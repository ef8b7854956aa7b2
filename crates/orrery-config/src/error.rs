//! Configuration error types.

/// Errors that can occur when loading, saving, or parsing configuration.
#[derive(Debug, thiserror::Error)]
pub enum ConfigError {
    /// The OS did not provide a configuration directory.
    #[error("could not determine OS configuration directory")]
    NoConfigDir,

    /// Failed to read the config file from disk.
    #[error("failed to read config: {0}")]
    ReadError(#[source] std::io::Error),

    /// Failed to write the config file to disk.
    #[error("failed to write config: {0}")]
    WriteError(#[source] std::io::Error),

    /// Failed to parse RON content.
    #[error("failed to parse config: {0}")]
    ParseError(#[source] ron::error::SpannedError),

    /// Failed to serialize config to RON.
    #[error("failed to serialize config: {0}")]
    SerializeError(#[source] ron::Error),
}
//! Pushing simulation state to the renderer at the end of each frame.

use bevy_ecs::prelude::*;
use glam::DQuat;

use orrery_bodies::{AsteroidBelt, AxialTilt, SpinState};
use orrery_ecs::{BodyPosition, CameraRig, PointerState, SelectionState, SimulationClock};
use orrery_scene::{NodeTransform, RendererHandle, SceneNode};

/// Hand every drawn entity's placement, the camera pose, the sun
/// intensity, and the hover outline to the renderer, then request the
/// frame.
pub fn push_scene_state(
    renderer: Res<RendererHandle>,
    clock: Res<SimulationClock>,
    rig: Res<CameraRig>,
    selection: Res<SelectionState>,
    bodies: Query<(&SceneNode, &BodyPosition, Option<&SpinState>, Option<&AxialTilt>)>,
    belts: Query<(&SceneNode, &AsteroidBelt)>,
) {
    for (node, position, spin, tilt) in &bodies {
        let spin_angle = spin.map_or(0.0, |spin| spin.angle);
        // Spin happens around the body's own axis, which the tilt then
        // leans over.
        let rotation = match tilt {
            Some(tilt) => DQuat::from_rotation_z(tilt.0) * DQuat::from_rotation_y(spin_angle),
            None => DQuat::from_rotation_y(spin_angle),
        };
        renderer.set_transform(
            node.0,
            NodeTransform {
                position: position.0,
                rotation,
                scale: 1.0,
            },
        );
    }

    // Rocks are static in the field's local frame; the whole field turns
    // as one node.
    for (node, belt) in &belts {
        renderer.set_transform(
            node.0,
            NodeTransform {
                rotation: DQuat::from_rotation_y(belt.revolution),
                ..Default::default()
            },
        );
    }

    renderer.set_camera(rig.position, rig.look_at, rig.fov_y);
    renderer.set_sun_intensity(clock.sun_intensity);

    let outlined = selection
        .hovered
        .and_then(|entity| bodies.get(entity).ok())
        .map(|(node, ..)| node.0);
    renderer.set_outlined(outlined);

    renderer.render_frame();
}

/// Drop per-frame pointer flags once every consumer has run.
pub fn clear_pointer_transients(mut pointer: ResMut<PointerState>) {
    pointer.clear_transients();
}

DESCRIPTION OF THE TASK: Copy out every line of the material above that contains the string "SceneNode".

ANSWER SPACE:
use orrery_scene::{NodeTransform, RendererHandle, SceneNode};
    bodies: Query<(&SceneNode, &BodyPosition, Option<&SpinState>, Option<&AxialTilt>)>,
    belts: Query<(&SceneNode, &AsteroidBelt)>,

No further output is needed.